Welcoming a baby into your world brings a lot of emotion, whether it’s your first, middle, or last. In anticipating birth, moms usually have a specific birth plan or certain expectations they’d love to meet in order to make that day as special as possible!
As most of us mamas know, sometimes those plans or expectations aren’t met and it can lead to disappointment.
Here we are in 2020 where a lot of babies have been born into an unknown pandemic, which has stirred many complex emotions in women. I was one of them. Let me share my story, as it was not what I had intended. I was pregnant with our third child, our second daughter, who was my rainbow baby after losing our son. The entire pregnancy was a roller coaster, both physically and emotionally. Because my experience in the hospital with our son was beautifully heartbreaking, I had high hopes for a very different experience with this baby. I envisioned my oldest daughter, Hadley, entering the hospital room after her baby sister Rylanne was born and capturing it on video. I even had the little details all mapped out. Hadley would wear her big sister smocked dress, have her hair curled with a sweet bow, and walk into the room with both sets of grandparents. The thought of having hospital pictures of the two of them meeting was complete bliss. I had hoped that a couple of my best friends would be able to visit as well. After all, they were a huge support system to me during the birth of our son, Calvin. It was important for me to have them there again. Yet, none of that came to fruition…

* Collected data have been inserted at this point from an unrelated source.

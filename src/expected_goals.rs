use crate::types::{LeagueBaseline, VenueStrength};

/// Expected goals for each side, home first.
///
/// Each side's rate is its attack multiplier times the opponent's defense
/// weakness times the league base rate for that venue. The league's
/// home-advantage factor scales the home rate only; the away rate stays on
/// the raw away base. That asymmetry is the model, not an oversight.
pub fn expected_goals(
    home: VenueStrength,
    away: VenueStrength,
    baseline: &LeagueBaseline,
) -> (f64, f64) {
    let home_xg =
        home.attack * away.defense * baseline.home_goals * baseline.home_advantage_factor;
    let away_xg = away.attack * home.defense * baseline.away_goals;

    // Validated inputs cannot go negative; the floor covers direct callers
    // that skip the engine boundary.
    (home_xg.max(0.0), away_xg.max(0.0))
}
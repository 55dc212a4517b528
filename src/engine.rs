use rayon::prelude::*;
use tracing::debug;

use crate::error::{PredictionError, Result};
use crate::expected_goals::expected_goals;
use crate::markets::derive_prediction;
use crate::poisson::goal_distribution;
use crate::strength;
use crate::types::{MatchInput, MatchPrediction, MAX_GOALS};

/// Runs the full pipeline for one fixture: validate, resolve strengths,
/// compute expected goals, build the two goal tables, derive the markets.
///
/// Either a complete, internally consistent prediction comes back or an
/// error does before any output is produced. There are no partial
/// results.
pub fn predict(input: &MatchInput) -> Result<MatchPrediction> {
    validate(input)?;

    let (home, away) = strength::resolve(&input.home, &input.away, input.use_fallback);
    let (home_xg, away_xg) = expected_goals(home, away, &input.baseline);
    debug!(
        home_team = %input.home_team,
        away_team = %input.away_team,
        home_xg,
        away_xg,
        fallback = input.use_fallback,
        "resolved expected goals"
    );

    let home_dist = goal_distribution(home_xg, MAX_GOALS);
    let away_dist = goal_distribution(away_xg, MAX_GOALS);

    Ok(derive_prediction(
        &home_dist,
        &away_dist,
        home_xg,
        away_xg,
        &input.home_team,
        &input.away_team,
    ))
}

/// Predicts a slice of fixtures in parallel. Each prediction is a pure
/// function of its own input, so the only coordination needed is the join.
pub fn predict_batch(inputs: &[MatchInput]) -> Vec<Result<MatchPrediction>> {
    inputs.par_iter().map(predict).collect()
}

fn validate(input: &MatchInput) -> Result<()> {
    let strengths = [
        ("home.home.attack", input.home.home.attack),
        ("home.home.defense", input.home.home.defense),
        ("home.away.attack", input.home.away.attack),
        ("home.away.defense", input.home.away.defense),
        ("away.home.attack", input.away.home.attack),
        ("away.home.defense", input.away.home.defense),
        ("away.away.attack", input.away.away.attack),
        ("away.away.defense", input.away.away.defense),
    ];
    for (field, value) in strengths {
        if !value.is_finite() || value < 0.0 {
            return Err(PredictionError::InvalidStrength { field, value });
        }
    }

    let baseline = [
        ("home_goals", input.baseline.home_goals),
        ("away_goals", input.baseline.away_goals),
        (
            "home_advantage_factor",
            input.baseline.home_advantage_factor,
        ),
    ];
    for (field, value) in baseline {
        if !value.is_finite() || value < 0.0 {
            return Err(PredictionError::InvalidBaseline { field, value });
        }
    }

    Ok(())
}
//! Static baseline catalog for the competitions the surrounding
//! application ships with. Lookup only; team and league records proper
//! live in the application's data store.

use std::collections::HashMap;

use once_cell::sync::Lazy;

use crate::types::LeagueBaseline;

/// Home-advantage multiplier for the leagues where home crowds are worth
/// measurably more than the norm.
pub const AMPLIFIED_HOME_FACTOR: f64 = 1.05;

static CATALOG: Lazy<HashMap<&'static str, LeagueBaseline>> = Lazy::new(|| {
    HashMap::from([
        // The two national divisions run with the amplified factor.
        (
            "Brasileirão Série A",
            LeagueBaseline::new(1.47, 0.98).with_home_advantage(AMPLIFIED_HOME_FACTOR),
        ),
        (
            "Brasileirão Série B",
            LeagueBaseline::new(1.32, 0.95).with_home_advantage(AMPLIFIED_HOME_FACTOR),
        ),
        ("Premier League", LeagueBaseline::new(1.48, 1.18)),
        ("La Liga", LeagueBaseline::new(1.51, 1.12)),
        ("Bundesliga", LeagueBaseline::new(1.65, 1.35)),
        ("Serie A", LeagueBaseline::new(1.46, 1.18)),
        ("Ligue 1", LeagueBaseline::new(1.45, 1.10)),
    ])
});

pub fn baseline_for(league: &str) -> Option<LeagueBaseline> {
    CATALOG.get(league.trim()).copied()
}

pub fn league_names() -> Vec<&'static str> {
    let mut names: Vec<&'static str> = CATALOG.keys().copied().collect();
    names.sort_unstable();
    names
}

#[cfg(test)]
mod tests {
    use super::*;

    #[test]
    fn national_divisions_carry_the_amplified_factor() {
        let serie_a = baseline_for("Brasileirão Série A").unwrap();
        assert_eq!(serie_a.home_advantage_factor, AMPLIFIED_HOME_FACTOR);

        let premier = baseline_for("Premier League").unwrap();
        assert_eq!(premier.home_advantage_factor, 1.0);
    }

    #[test]
    fn lookup_trims_whitespace_and_rejects_unknowns() {
        assert!(baseline_for("  La Liga ").is_some());
        assert!(baseline_for("Conference of Nowhere").is_none());
    }
}
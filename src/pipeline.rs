use std::{
    path::{Path, PathBuf},
    time::Duration,
};

use log::{debug, error, info, warn};

use crate::{
    clients::{
        Downloader, SpotifyClient,
        entities::{EntityKind, Outcome},
        errors::{Error, Result},
        spotify::CatalogSearch,
    },
    organizer,
    resolver::Resolver,
};

/// Fixed-delay retry of failed downloads.
#[derive(Debug, Clone, Copy, PartialEq, Eq)]
pub struct RetryPolicy {
    /// Extra attempts per failed URL
    pub retries: u32,
    pub delay: Duration,
}

impl Default for RetryPolicy {
    fn default() -> Self {
        RetryPolicy {
            retries: 1,
            delay: Duration::from_secs(30),
        }
    }
}

/// Default library root: the platform audio directory, or `./music`.
pub fn default_root() -> PathBuf {
    dirs::audio_dir()
        .map(|dir| dir.join("tunegrab"))
        .unwrap_or_else(|| PathBuf::from("music"))
}

pub struct PipelineBuilder<S> {
    search: S,
    downloader: Option<Downloader>,
    root: Option<PathBuf>,
    retry: Option<RetryPolicy>,
}

impl PipelineBuilder<SpotifyClient> {
    pub fn new() -> Self {
        PipelineBuilder {
            search: SpotifyClient::default(),
            downloader: None,
            root: None,
            retry: None,
        }
    }
}

impl Default for PipelineBuilder<SpotifyClient> {
    fn default() -> Self {
        Self::new()
    }
}

impl<S: CatalogSearch> PipelineBuilder<S> {
    /// Replace the catalog backend.
    pub fn search<T: CatalogSearch>(self, search: T) -> PipelineBuilder<T> {
        PipelineBuilder {
            search,
            downloader: self.downloader,
            root: self.root,
            retry: self.retry,
        }
    }

    #[must_use]
    pub fn downloader(mut self, downloader: Downloader) -> Self {
        self.downloader = Some(downloader);
        self
    }

    #[must_use]
    pub fn root(mut self, root: impl Into<PathBuf>) -> Self {
        self.root = Some(root.into());
        self
    }

    #[must_use]
    pub fn retry(mut self, retry: RetryPolicy) -> Self {
        self.retry = Some(retry);
        self
    }

    pub fn build(self) -> Pipeline<S> {
        Pipeline {
            resolver: Resolver::new(self.search),
            downloader: self.downloader.unwrap_or_default(),
            root: self.root.unwrap_or_else(default_root),
            retry: self.retry.unwrap_or_default(),
        }
    }
}

/// resolve → download → organize, with one round of delayed retries.
pub struct Pipeline<S> {
    resolver: Resolver<S>,
    downloader: Downloader,
    root: PathBuf,
    retry: RetryPolicy,
}

impl<S: CatalogSearch> Pipeline<S> {
    pub fn root(&self) -> &Path {
        &self.root
    }

    pub async fn run(&self, query: &str, kind: Option<EntityKind>) -> Result<Outcome> {
        info!("Starting pipeline for {query:?} ...");
        let Some(url) = self.resolver.resolve(query, kind).await? else {
            info!("Nothing resolved for {query:?}");
            return Ok(Outcome::NotFound);
        };

        tokio::fs::create_dir_all(&self.root).await?;
        // Private scratch directory so the before/after diff only sees this run
        let staging = tempfile::Builder::new()
            .prefix(".tunegrab-")
            .tempdir_in(&self.root)?;
        debug!("Downloading into {}", staging.path().display());

        let (mut downloaded, mut failed) = self.download_all(vec![url.to_string()], staging.path()).await?;

        for attempt in 1..=self.retry.retries {
            if failed.is_empty() {
                break;
            }
            warn!(
                "{} download(s) failed, retrying in {:?} (attempt {attempt}/{})",
                failed.len(),
                self.retry.delay,
                self.retry.retries
            );
            tokio::time::sleep(self.retry.delay).await;
            let (paths, still_failed) = self.download_all(failed, staging.path()).await?;
            downloaded.extend(paths);
            failed = still_failed;
        }
        for url in &failed {
            error!("Giving up on {url}");
        }

        let organized = organizer::organize(&downloaded, &self.root).await?;
        if !rescue_leftovers(&downloaded, &self.root).await {
            let kept = staging.keep();
            warn!("Some downloads could not be filed; they are kept in {}", kept.display());
        }
        Ok(Outcome::from_paths(organized))
    }

    /// Download each URL, splitting the outcome into produced files and
    /// URLs whose download failed. Any other error aborts the run.
    async fn download_all(&self, urls: Vec<String>, out_dir: &Path) -> Result<(Vec<PathBuf>, Vec<String>)> {
        let mut paths = Vec::new();
        let mut failed = Vec::new();
        for url in urls {
            match self.downloader.download(&url, out_dir).await {
                Ok(files) => paths.extend(files),
                Err(Error::DownloadFailed { url, reason }) => {
                    warn!("Download of {url} failed: {reason}");
                    failed.push(url);
                }
                Err(e) => return Err(e),
            }
        }
        Ok((paths, failed))
    }
}

/// Move downloads the organizer skipped out of the scratch directory and
/// into `root`, so they outlive it. Returns false if any stayed behind.
async fn rescue_leftovers(downloaded: &[PathBuf], root: &Path) -> bool {
    let mut all_rescued = true;
    for path in downloaded {
        if !tokio::fs::try_exists(path).await.unwrap_or(false) {
            continue;
        }
        let Some(file_name) = path.file_name() else {
            all_rescued = false;
            continue;
        };
        let dest = root.join(file_name);
        if tokio::fs::try_exists(&dest).await.unwrap_or(true) {
            warn!("{} already exists, leaving {} in place", dest.display(), path.display());
            all_rescued = false;
            continue;
        }
        match tokio::fs::rename(path, &dest).await {
            Ok(()) => warn!("Could not organize {}, left it at {}", path.display(), dest.display()),
            Err(e) => {
                warn!("Could not move {} to {}: {e}", path.display(), dest.display());
                all_rescued = false;
            }
        }
    }
    all_rescued
}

March 13: Covid reared it’s ugly self here in the states and the restriction I hadn’t even dreamt of happening, happened. Three nights before I was to be induced, I received a telephone call from the hospital stating I was only allowed to have two visitors with me and my husband was included in that count. Sadly, we couldn’t bear to choose only one parent so we had to tell them to stay home until we were discharged. Hadley was upset she wasn’t able to be there either. My heart was in the pit of my stomach and I remember crying to my husband. This was NOT my rainbow baby birth plan. How unfair for a stinkin’ virus to ruin what was supposed to be a dreamy day. If I’m being honest, I am still a little bitter.
I had to come up with *Plan B* to make it special for Hadley to meet “her baby”. I had asked my parents to stay in their room at our house and allow time for just the 4 of us to be together. I wanted to capture pictures and video of the two of them meeting for the very first time. As we pulled into our driveway, Hadley busts out the back door with the most excitement I had ever seen in her. I tried to get her to stay inside so we could unload everything and not feel rushed, but she had a plan of her own and literally fought her way to see her sister. I remember her saying, “Let me see my baby sister!” over and over. I finally caved and quit trying to have it go my way. The video I took was terrible but the image I have of Hadley running and grinning from ear to ear surpassed any plan I had thought of.

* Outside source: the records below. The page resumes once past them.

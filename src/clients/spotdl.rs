use std::{
    collections::BTreeSet,
    ffi::OsString,
    path::{Path, PathBuf},
    process::Stdio,
    time::Duration,
};

use log::{debug, info, warn};
use tokio::process::Command;
use walkdir::WalkDir;

use crate::clients::{
    entities::CanonicalUrl,
    errors::{Error, Result},
};

/// Filename template handed to spotdl, relative to the output directory.
pub const DEFAULT_OUTPUT_TEMPLATE: &str = "{artists} - {title}.{output-ext}";
pub const DEFAULT_TIMEOUT: Duration = Duration::from_secs(30 * 60);

/// How to invoke the external download tool.
#[derive(Debug, Clone)]
pub struct DownloaderConfig {
    pub program: PathBuf,
    /// Arguments placed before the URL, e.g. `-m spotdl` for a Python interpreter
    pub leading_args: Vec<OsString>,
    pub ffmpeg: PathBuf,
    pub output_template: String,
    pub timeout: Duration,
}

impl Default for DownloaderConfig {
    fn default() -> Self {
        DownloaderConfig {
            program: PathBuf::from("spotdl"),
            leading_args: Vec::new(),
            // Resolved through PATH by spotdl itself
            ffmpeg: PathBuf::from("ffmpeg"),
            output_template: DEFAULT_OUTPUT_TEMPLATE.to_string(),
            timeout: DEFAULT_TIMEOUT,
        }
    }
}

/// Fetches audio for canonical URLs by shelling out to spotdl.
///
/// The files a run produced are found by diffing the output directory, so two
/// downloads must never share an output directory at the same time.
#[derive(Debug, Clone, Default)]
pub struct Downloader {
    config: DownloaderConfig,
}

impl Downloader {
    pub fn new(config: DownloaderConfig) -> Self {
        Downloader { config }
    }

    pub fn config(&self) -> &DownloaderConfig {
        &self.config
    }

    fn build_args(&self, url: &CanonicalUrl, out_dir: &Path) -> Vec<OsString> {
        let mut args = self.config.leading_args.clone();
        args.extend([
            url.to_string().into(),
            "--output".into(),
            out_dir.join(&self.config.output_template).into_os_string(),
            "--ffmpeg".into(),
            self.config.ffmpeg.clone().into_os_string(),
        ]);
        args
    }

    /// Download `url` into `out_dir` and return the files that appeared there.
    pub async fn download(&self, url: &str, out_dir: &Path) -> Result<Vec<PathBuf>> {
        let url = CanonicalUrl::parse(url)?;
        tokio::fs::create_dir_all(out_dir).await?;

        let before = snapshot(out_dir);
        let outcome = self.run_tool(&url, out_dir).await;
        let created: Vec<PathBuf> = snapshot(out_dir).difference(&before).cloned().collect();

        match outcome {
            Ok(()) => {
                info!("Downloaded {} file(s) for {url}", created.len());
                Ok(created)
            }
            Err(reason) => {
                discard_partial(&created).await;
                Err(Error::DownloadFailed {
                    url: url.to_string(),
                    reason,
                })
            }
        }
    }

    async fn run_tool(&self, url: &CanonicalUrl, out_dir: &Path) -> Result<(), String> {
        info!("Running {} for {url} ...", self.config.program.display());
        let mut command = Command::new(&self.config.program);
        command
            .args(self.build_args(url, out_dir))
            .stdin(Stdio::null())
            .stdout(Stdio::piped())
            .stderr(Stdio::piped())
            .kill_on_drop(true);
        // Own group, so ffmpeg and other helpers die with the tool
        #[cfg(unix)]
        command.process_group(0);
        let child = command
            .spawn()
            .map_err(|e| format!("cannot start {}: {e}", self.config.program.display()))?;
        let pid = child.id();

        // Dropping the wait future on timeout kills the child
        let output = match tokio::time::timeout(self.config.timeout, child.wait_with_output()).await {
            Ok(output) => {
                output.map_err(|e| format!("waiting for {} failed: {e}", self.config.program.display()))?
            }
            Err(_) => {
                if let Some(pid) = pid {
                    kill_process_group(pid).await;
                }
                return Err(format!("timed out after {:?}", self.config.timeout));
            }
        };

        let success = output.status.success();
        for line in String::from_utf8_lossy(&output.stdout)
            .lines()
            .chain(String::from_utf8_lossy(&output.stderr).lines())
            .filter(|line| !line.trim().is_empty())
        {
            if success {
                debug!("spotdl: {line}");
            } else {
                warn!("spotdl: {line}");
            }
        }

        if success {
            Ok(())
        } else {
            Err(format!("exited with {}", output.status))
        }
    }
}

/// SIGKILL every process left in the group led by `pid`.
#[cfg(unix)]
async fn kill_process_group(pid: u32) {
    // The shell builtin, /bin/kill is not installed everywhere
    let status = Command::new("sh")
        .arg("-c")
        .arg(format!("kill -s KILL -{pid}"))
        .stdin(Stdio::null())
        .stdout(Stdio::null())
        .stderr(Stdio::null())
        .status()
        .await;
    match status {
        Ok(status) if status.success() => debug!("Killed process group {pid}"),
        // Nothing left to kill once the whole group has exited
        Ok(status) => debug!("kill for process group {pid} exited with {status}"),
        Err(e) => warn!("Could not kill process group {pid}: {e}"),
    }
}

#[cfg(not(unix))]
async fn kill_process_group(_pid: u32) {}

/// Regular files below `dir`, recursively.
fn snapshot(dir: &Path) -> BTreeSet<PathBuf> {
    WalkDir::new(dir)
        .into_iter()
        .filter_map(std::result::Result::ok)
        .filter(|entry| entry.file_type().is_file())
        .map(walkdir::DirEntry::into_path)
        .collect()
}

// A failed attempt never contributes files; remove what it left behind so a
// retry sees them as new again.
async fn discard_partial(created: &[PathBuf]) {
    for path in created {
        match tokio::fs::remove_file(path).await {
            Ok(()) => debug!("Removed partial output {}", path.display()),
            Err(e) => warn!("Could not remove partial output {}: {e}", path.display()),
        }
    }
}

The upside to giving birth to a baby during a pandemic? The coming home surprise of Hadley rushing out the back door to meet Rylanne. That’s a memory that will forever be ingrained in my mind. I will still miss not having hospital pictures but the sweet memory of bringing our baby home is one I won’t regret. It was perfect! I’m oddly grateful it unfolded the way it did because looking back, I get to replay that memory over and over and over in my mind. As much as I want. FOREVER. I’m not quite sure she would’ve reacted as excited as she had at home, if she had been able to be at the hospital with other people around. Memories last a lifetime, as they say. Who really needs pictures?

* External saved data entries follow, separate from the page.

#![cfg(unix)]

use std::{
    fs,
    path::{Path, PathBuf},
    time::Duration,
};

use tempfile::TempDir;
use tunegrab::{
    EntityKind, Error, Outcome, PipelineBuilder, Result, RetryPolicy,
    clients::{
        Downloader, DownloaderConfig,
        spotify::{CatalogSearch, SearchResults},
    },
};

const COME_TOGETHER: &str = "spotify:track:2EqlS6tkEnglzr7tkKAAYD";

struct StaticSearch(SearchResults);

impl CatalogSearch for StaticSearch {
    async fn search(&self, _query: &str, kinds: &[EntityKind]) -> Result<SearchResults> {
        let mut scoped = SearchResults::new();
        for &kind in kinds {
            if let Some(uri) = self.0.first(kind) {
                scoped.insert(kind, vec![uri.to_string()]);
            }
        }
        Ok(scoped)
    }
}

fn init_logger() {
    let _ = env_logger::Builder::from_default_env()
        .filter_level(log::LevelFilter::Debug)
        .is_test(true)
        .try_init();
}

/// Write a fake spotdl. Scripts get `$1` = URL, `$3` = output template path.
fn fake_config(dir: &Path, name: &str, body: &str) -> DownloaderConfig {
    let script = dir.join(name);
    fs::write(&script, format!("#!/bin/sh\nout=$(dirname \"$3\")\n{body}\n")).unwrap();
    DownloaderConfig {
        program: PathBuf::from("/bin/sh"),
        leading_args: vec![script.into_os_string()],
        timeout: Duration::from_secs(10),
        ..DownloaderConfig::default()
    }
}

fn fake_tool(dir: &Path, name: &str, body: &str) -> Downloader {
    Downloader::new(fake_config(dir, name, body))
}

struct Fixture {
    _tmp: TempDir,
    tools: PathBuf,
    root: PathBuf,
}

fn fixture() -> Fixture {
    init_logger();
    let tmp = tempfile::tempdir().unwrap();
    let tools = tmp.path().join("tools");
    fs::create_dir_all(&tools).unwrap();
    let root = tmp.path().join("library");
    Fixture {
        tools,
        root,
        _tmp: tmp,
    }
}

fn no_delay() -> RetryPolicy {
    RetryPolicy {
        retries: 1,
        delay: Duration::ZERO,
    }
}

fn unknown_dir(root: &Path) -> PathBuf {
    fs::canonicalize(root)
        .unwrap()
        .join("Unknown Artist")
        .join("Unknown Album")
}

#[tokio::test]
async fn track_query_yields_a_single_path() {
    let fx = fixture();
    let tool = fake_tool(
        &fx.tools,
        "spotdl.sh",
        r#"printf '%s' "$1" > "$out/The Beatles - Come Together.mp3""#,
    );
    let pipeline = PipelineBuilder::new()
        .search(StaticSearch(
            SearchResults::new()
                .with(EntityKind::Artist, &["spotify:artist:3WrFJ7ztbogyGnTHbHJFl2"])
                .with(EntityKind::Track, &[COME_TOGETHER]),
        ))
        .downloader(tool)
        .root(&fx.root)
        .retry(no_delay())
        .build();

    let outcome = pipeline.run("Come Together", Some(EntityKind::Track)).await.unwrap();

    let expected = unknown_dir(&fx.root).join("The Beatles - Come Together.mp3");
    assert_eq!(outcome, Outcome::Single(expected.clone()));
    assert_eq!(
        fs::read_to_string(expected).unwrap(),
        "https://open.spotify.com/track/2EqlS6tkEnglzr7tkKAAYD"
    );
}

#[tokio::test]
async fn nothing_resolved_is_not_found() {
    let fx = fixture();
    let marker = fx.tools.join("ran");
    let tool = fake_tool(&fx.tools, "spotdl.sh", &format!("touch '{}'", marker.display()));
    let pipeline = PipelineBuilder::new()
        .search(StaticSearch(
            SearchResults::new().with(EntityKind::Album, &["spotify:album:a1"]),
        ))
        .downloader(tool)
        .root(&fx.root)
        .build();

    let outcome = pipeline.run("Come Together", Some(EntityKind::Track)).await.unwrap();

    assert_eq!(outcome, Outcome::NotFound);
    assert!(!marker.exists(), "download tool must not run");
}

#[tokio::test]
async fn album_yields_every_new_file() {
    let fx = fixture();
    let tool = fake_tool(
        &fx.tools,
        "spotdl.sh",
        r#"echo "Downloaded 17 songs"
for n in 1 2 3; do printf x > "$out/Track $n.mp3"; done"#,
    );
    let pipeline = PipelineBuilder::new()
        .search(StaticSearch(
            SearchResults::new().with(EntityKind::Album, &["spotify:album:0ETFjACtuP2ADo6LFhL6HN"]),
        ))
        .downloader(tool)
        .root(&fx.root)
        .retry(no_delay())
        .build();

    let outcome = pipeline.run("Abbey Road", None).await.unwrap();

    let dir = unknown_dir(&fx.root);
    assert_eq!(
        outcome,
        Outcome::Many(vec![
            dir.join("Track 1.mp3"),
            dir.join("Track 2.mp3"),
            dir.join("Track 3.mp3"),
        ])
    );
}

#[tokio::test]
async fn failed_then_retried_download_appears_once() {
    let fx = fixture();
    let marker = fx.tools.join("failed-once");
    let tool = fake_tool(
        &fx.tools,
        "flaky.sh",
        &format!(
            r#"printf x > "$out/Come Together.mp3"
if [ ! -e '{marker}' ]; then touch '{marker}'; echo "rate limited" >&2; exit 1; fi"#,
            marker = marker.display()
        ),
    );
    let pipeline = PipelineBuilder::new()
        .search(StaticSearch(SearchResults::new().with(EntityKind::Track, &[COME_TOGETHER])))
        .downloader(tool)
        .root(&fx.root)
        .retry(no_delay())
        .build();

    let outcome = pipeline.run("Come Together", None).await.unwrap();

    assert!(marker.exists());
    assert_eq!(
        outcome,
        Outcome::Single(unknown_dir(&fx.root).join("Come Together.mp3"))
    );
}

#[tokio::test]
async fn download_failing_twice_returns_empty() {
    let fx = fixture();
    let tool = fake_tool(
        &fx.tools,
        "broken.sh",
        r#"printf x > "$out/half.mp3"
exit 3"#,
    );
    let pipeline = PipelineBuilder::new()
        .search(StaticSearch(SearchResults::new().with(EntityKind::Track, &[COME_TOGETHER])))
        .downloader(tool)
        .root(&fx.root)
        .retry(no_delay())
        .build();

    let outcome = pipeline.run("Come Together", Some(EntityKind::Track)).await.unwrap();

    assert_eq!(outcome, Outcome::Many(vec![]));
    assert!(!unknown_dir(&fx.root).join("half.mp3").exists());
}

#[tokio::test]
async fn search_failures_are_fatal() {
    struct Unauthorized;

    impl CatalogSearch for Unauthorized {
        async fn search(&self, _query: &str, _kinds: &[EntityKind]) -> Result<SearchResults> {
            Err(Error::ConfigurationError("Missing Spotify credentials".into()))
        }
    }

    let fx = fixture();
    let pipeline = PipelineBuilder::new()
        .search(Unauthorized)
        .root(&fx.root)
        .build();

    let err = pipeline.run("Come Together", None).await.unwrap_err();
    assert!(matches!(err, Error::ConfigurationError(_)));
}

#[tokio::test]
async fn download_reports_only_new_files() {
    let fx = fixture();
    let out = fx.root.join("incoming");
    fs::create_dir_all(&out).unwrap();
    fs::write(out.join("old.mp3"), b"x").unwrap();
    let tool = fake_tool(
        &fx.tools,
        "spotdl.sh",
        r#"echo "Downloaded 5 songs"
mkdir -p "$out/sub"
printf x > "$out/a.mp3"
printf x > "$out/sub/b.mp3""#,
    );

    let files = tool
        .download("https://open.spotify.com/playlist/37i9dQZF1DXdLtD0qszB1w", &out)
        .await
        .unwrap();

    assert_eq!(files, vec![out.join("a.mp3"), out.join("sub/b.mp3")]);
}

#[tokio::test]
async fn failed_download_removes_partial_output() {
    let fx = fixture();
    let out = fx.root.join("incoming");
    let tool = fake_tool(
        &fx.tools,
        "broken.sh",
        r#"printf x > "$out/partial.mp3"
exit 1"#,
    );

    let err = tool
        .download("https://open.spotify.com/album/0ETFjACtuP2ADo6LFhL6HN", &out)
        .await
        .unwrap_err();

    assert_eq!(
        err.failed_url(),
        Some("https://open.spotify.com/album/0ETFjACtuP2ADo6LFhL6HN")
    );
    assert!(!out.join("partial.mp3").exists());
}

#[tokio::test]
async fn slow_download_times_out_and_stops_its_helpers() {
    let fx = fixture();
    let out = fx.root.join("incoming");
    let tool = Downloader::new(DownloaderConfig {
        timeout: Duration::from_millis(200),
        ..fake_config(
            &fx.tools,
            "slow.sh",
            r#"(sleep 1; printf x > "$out/late.mp3") &
exec sleep 30"#,
        )
    });

    let err = tool
        .download("https://open.spotify.com/track/2EqlS6tkEnglzr7tkKAAYD", &out)
        .await
        .unwrap_err();

    match err {
        Error::DownloadFailed { reason, .. } => assert!(reason.contains("timed out"), "{reason}"),
        other => panic!("expected a download failure, got {other:?}"),
    }
    tokio::time::sleep(Duration::from_millis(1500)).await;
    assert!(!out.join("late.mp3").exists(), "background helper outlived the timeout");
}

#[tokio::test]
async fn unfiled_download_is_kept_under_root() {
    let fx = fixture();
    // A directory squatting on the destination makes the move fail
    let blocker = fx.root.join("Unknown Artist/Unknown Album/song.mp3");
    fs::create_dir_all(blocker.join("inner")).unwrap();
    let tool = fake_tool(&fx.tools, "spotdl.sh", r#"printf AUDIO > "$out/song.mp3""#);
    let pipeline = PipelineBuilder::new()
        .search(StaticSearch(SearchResults::new().with(EntityKind::Track, &[COME_TOGETHER])))
        .downloader(tool)
        .root(&fx.root)
        .retry(no_delay())
        .build();

    let outcome = pipeline.run("Come Together", None).await.unwrap();

    assert_eq!(outcome, Outcome::Many(vec![]));
    assert_eq!(fs::read_to_string(fx.root.join("song.mp3")).unwrap(), "AUDIO");
    assert!(blocker.join("inner").is_dir());
}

If you’ve given birth over these last few months, I’m sure it wasn’t totally what you wanted. I see you, BUT I hope you still found some sweet moments and made the most of it! If you are about to give birth in these coming months, I see you too. I see your anxiety, but I see your strength and joy at the same time! You will make it and it will be the BEST day, despite all the restrictions. You may have a plan B or C, but when you meet your baby face to face, in that very second, all that disappointment will vanish. Because there is truly, no greater joy in bringing a baby into your world, even in the midst of a pandemic.